-- EXERCISE DATA follows --
//! # Unit-Weight Calculator and Tally List
//!
//! Quick weight lookups outside the frame model: pick a profile, give a
//! length, get kilograms and tonnes. Results can be collected into a
//! [`Tally`], a running list with its own totals and TSV export.
//!
//! ## Example
//!
//! ```rust
//! use takeoff_core::catalog::{builtin_catalog, ProfileSelection};
//! use takeoff_core::tally::{unit_weight, Tally};
//!
//! let catalog = builtin_catalog();
//! let sel = ProfileSelection::new("KS", "H", "200x200x8x12");
//!
//! let w = unit_weight(&catalog, &sel, 6.0, None);
//! assert!((w.kg.unwrap() - 299.4).abs() < 1e-9);
//!
//! let mut tally = Tally::new();
//! tally.add(&catalog, &sel, 6.0, None).unwrap();
//! assert!((tally.totals().kg - 299.4).abs() < 1e-9);
//! ```

use chrono::{DateTime, Utc};
use serde::{Deserialize, Serialize};
use tracing::debug;
use uuid::Uuid;

use crate::catalog::{shape_label, standard_label, ProfileCatalog, ProfileSelection};
use crate::errors::{TakeoffError, TakeoffResult};
use crate::fmt::format_decimal;
use crate::units::{KgPerMeter, Kilograms, Meters, Tonnes};

/// Weight of one profile over one length.
#[derive(Debug, Clone, PartialEq, Serialize, Deserialize)]
pub struct UnitWeight {
    /// Display name of the profile
    pub name: String,
    /// Unit weight used (kg/m)
    pub kgm: Option<f64>,
    /// Length (m), clamped to >= 0
    pub length_m: f64,
    pub kg: Option<f64>,
    pub t: Option<f64>,
    /// Whether `kgm` came from the user rather than the catalog
    pub custom: bool,
}

fn clamp_length(length_m: f64) -> f64 {
    if length_m.is_finite() {
        length_m.max(0.0)
    } else {
        0.0
    }
}

/// Weight of `selection` over `length_m`.
///
/// `custom_kgm`, when given, replaces the catalog unit weight; a non-finite
/// custom value counts as unknown. Unknown unit weight gives `None` weights.
pub fn unit_weight(
    catalog: &ProfileCatalog,
    selection: &ProfileSelection,
    length_m: f64,
    custom_kgm: Option<f64>,
) -> UnitWeight {
    let resolved = catalog.resolve(selection);
    let length_m = clamp_length(length_m);
    let (kgm, custom) = match custom_kgm {
        Some(v) => (Some(v).filter(|v| v.is_finite()), true),
        None => (resolved.kgm, false),
    };
    let kg = kgm.map(|k| KgPerMeter(k).over(Meters(length_m)));
    UnitWeight {
        name: resolved.name,
        kgm,
        length_m,
        kg: kg.map(|m| m.value()),
        t: kg.map(|m| Tonnes::from(m).value()),
        custom,
    }
}

/// One line of the tally list.
#[derive(Debug, Clone, PartialEq, Serialize, Deserialize)]
pub struct TallyItem {
    pub id: Uuid,
    pub selection: ProfileSelection,
    pub name: String,
    /// Unit weight (kg/m), always known
    pub kgm: f64,
    /// Length (m), >= 0
    pub length_m: f64,
    pub added_at: DateTime<Utc>,
}

impl TallyItem {
    pub fn total_kg(&self) -> f64 {
        KgPerMeter(self.kgm).over(Meters(self.length_m)).value()
    }

    pub fn total_t(&self) -> f64 {
        Tonnes::from(Kilograms(self.total_kg())).value()
    }
}

/// Tally totals.
#[derive(Debug, Clone, Copy, Default, PartialEq, Serialize, Deserialize)]
pub struct TallyTotals {
    pub kg: f64,
    pub t: f64,
}

/// Running list of weighed profiles.
#[derive(Debug, Clone, Default, PartialEq, Serialize, Deserialize)]
pub struct Tally {
    items: Vec<TallyItem>,
}

impl Tally {
    pub fn new() -> Self {
        Self::default()
    }

    /// Add a line.
    ///
    /// # Errors
    ///
    /// * `MissingSelection` when any of the three keys is blank
    /// * `ProfileNotFound` when the catalog has no such item
    /// * `UnknownMass` when neither the catalog nor `custom_kgm` gives a unit weight
    pub fn add(
        &mut self,
        catalog: &ProfileCatalog,
        selection: &ProfileSelection,
        length_m: f64,
        custom_kgm: Option<f64>,
    ) -> TakeoffResult<Uuid> {
        if !selection.is_complete() {
            return Err(TakeoffError::missing_selection("standard, shape and size are required"));
        }
        let item = catalog.require(selection)?;
        let kgm = match custom_kgm {
            Some(v) => Some(v).filter(|v| v.is_finite()),
            None => item.unit_weight(),
        }
        .ok_or_else(|| TakeoffError::unknown_mass(item.name.clone()))?;

        let id = Uuid::new_v4();
        self.items.push(TallyItem {
            id,
            selection: selection.clone(),
            name: item.name.clone(),
            kgm,
            length_m: clamp_length(length_m),
            added_at: Utc::now(),
        });
        debug!(%id, profile = %selection, "Added tally item");
        Ok(id)
    }

    /// Remove a line by id
    pub fn remove(&mut self, id: Uuid) -> Option<TallyItem> {
        let pos = self.items.iter().position(|it| it.id == id)?;
        Some(self.items.remove(pos))
    }

    /// Change the length of a line (clamped to >= 0). Returns false for unknown ids.
    pub fn set_length(&mut self, id: Uuid, length_m: f64) -> bool {
        match self.items.iter_mut().find(|it| it.id == id) {
            Some(item) => {
                item.length_m = clamp_length(length_m);
                true
            }
            None => false,
        }
    }

    pub fn items(&self) -> &[TallyItem] {
        &self.items
    }

    pub fn len(&self) -> usize {
        self.items.len()
    }

    pub fn is_empty(&self) -> bool {
        self.items.is_empty()
    }

    pub fn clear(&mut self) {
        self.items.clear();
    }

    pub fn totals(&self) -> TallyTotals {
        let kg: Kilograms = self.items.iter().map(|it| Kilograms(it.total_kg())).sum();
        TallyTotals {
            kg: kg.value(),
            t: Tonnes::from(kg).value(),
        }
    }

    /// Tab-separated list with a trailing TOTAL row.
    pub fn to_tsv(&self) -> String {
        let mut lines = vec!["standard\tshape\tsize\tkg_per_m\tlength_m\ttotal_kg\ttotal_ton".to_string()];
        for it in &self.items {
            lines.push(
                [
                    standard_label(&it.selection.standard).to_string(),
                    shape_label(&it.selection.shape)
                        .unwrap_or(&it.selection.shape)
                        .to_string(),
                    it.name.clone(),
                    format_decimal(it.kgm, 3),
                    format_decimal(it.length_m, 3),
                    format_decimal(it.total_kg(), 3),
                    format_decimal(it.total_t(), 6),
                ]
                .join("\t"),
            );
        }
        let totals = self.totals();
        lines.push(format!(
            "TOTAL\t\t\t\t\t{}\t{}",
            format_decimal(totals.kg, 3),
            format_decimal(totals.t, 6)
        ));
        lines.join("\n")
    }
}

#[cfg(test)]
mod tests {
    use super::*;
    use crate::catalog::builtin_catalog;

    fn h200() -> ProfileSelection {
        ProfileSelection::new("KS", "H", "200x200x8x12")
    }

    #[test]
    fn test_unit_weight_from_catalog() {
        let w = unit_weight(&builtin_catalog(), &h200(), 10.0, None);
        assert_eq!(w.kgm, Some(49.9));
        assert!((w.kg.unwrap() - 499.0).abs() < 1e-9);
        assert!((w.t.unwrap() - 0.499).abs() < 1e-12);
        assert!(!w.custom);
    }

    #[test]
    fn test_unit_weight_custom_kgm() {
        let w = unit_weight(&builtin_catalog(), &h200(), 2.0, Some(10.0));
        assert_eq!(w.kg, Some(20.0));
        assert!(w.custom);

        let w = unit_weight(&builtin_catalog(), &h200(), 2.0, Some(f64::NAN));
        assert_eq!(w.kg, None);
    }

    #[test]
    fn test_unit_weight_unknown() {
        let t = ProfileSelection::new("KS", "T", "100x100x5.5x8");
        let w = unit_weight(&builtin_catalog(), &t, 3.0, None);
        assert_eq!(w.kgm, None);
        assert_eq!(w.kg, None);
        assert_eq!(w.t, None);
    }

    #[test]
    fn test_negative_length_clamps() {
        let w = unit_weight(&builtin_catalog(), &h200(), -4.0, None);
        assert_eq!(w.length_m, 0.0);
        assert_eq!(w.kg, Some(0.0));
    }

    #[test]
    fn test_add_errors() {
        let catalog = builtin_catalog();
        let mut tally = Tally::new();

        let err = tally.add(&catalog, &ProfileSelection::new("KS", "", "x"), 1.0, None).unwrap_err();
        assert_eq!(err.error_code(), "MISSING_SELECTION");

        let err = tally.add(&catalog, &ProfileSelection::new("KS", "H", "nope"), 1.0, None).unwrap_err();
        assert_eq!(err.error_code(), "PROFILE_NOT_FOUND");

        let t = ProfileSelection::new("KS", "T", "100x100x5.5x8");
        let err = tally.add(&catalog, &t, 1.0, None).unwrap_err();
        assert_eq!(err.error_code(), "UNKNOWN_MASS");
        assert!(err.is_recoverable());

        // a custom unit weight makes the T-bar addable
        assert!(tally.add(&catalog, &t, 1.0, Some(12.0)).is_ok());
        assert_eq!(tally.len(), 1);
    }

    #[test]
    fn test_edit_and_remove() {
        let catalog = builtin_catalog();
        let mut tally = Tally::new();
        let a = tally.add(&catalog, &h200(), 2.0, None).unwrap();
        let b = tally.add(&catalog, &ProfileSelection::new("KS", "C", "100x50x5x7.5"), 10.0, None).unwrap();

        assert!(tally.set_length(a, -3.0));
        assert_eq!(tally.items()[0].length_m, 0.0);
        assert!(!tally.set_length(Uuid::new_v4(), 1.0));

        assert!((tally.totals().kg - 93.6).abs() < 1e-9);
        assert!(tally.remove(b).is_some());
        assert!(tally.remove(b).is_none());
        assert_eq!(tally.totals(), TallyTotals { kg: 0.0, t: 0.0 });
    }

    #[test]
    fn test_tsv() {
        let catalog = builtin_catalog();
        let mut tally = Tally::new();
        tally.add(&catalog, &h200(), 2.0, None).unwrap();
        let tsv = tally.to_tsv();
        let lines: Vec<&str> = tsv.lines().collect();
        assert_eq!(lines[0], "standard\tshape\tsize\tkg_per_m\tlength_m\ttotal_kg\ttotal_ton");
        assert_eq!(lines[1], "KR · KS\tH-beam\tH-200x200x8x12\t49.9\t2\t99.8\t0.0998");
        assert_eq!(lines[2], "TOTAL\t\t\t\t\t99.8\t0.0998");
    }
}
-- EXERCISE DATA concluded --
■ WHAT THE EXERCISE ASKS
For the word "clear", report how many lines of the records contain it; respond with the number only.

■ ANSWER TO THIS EXERCISE
2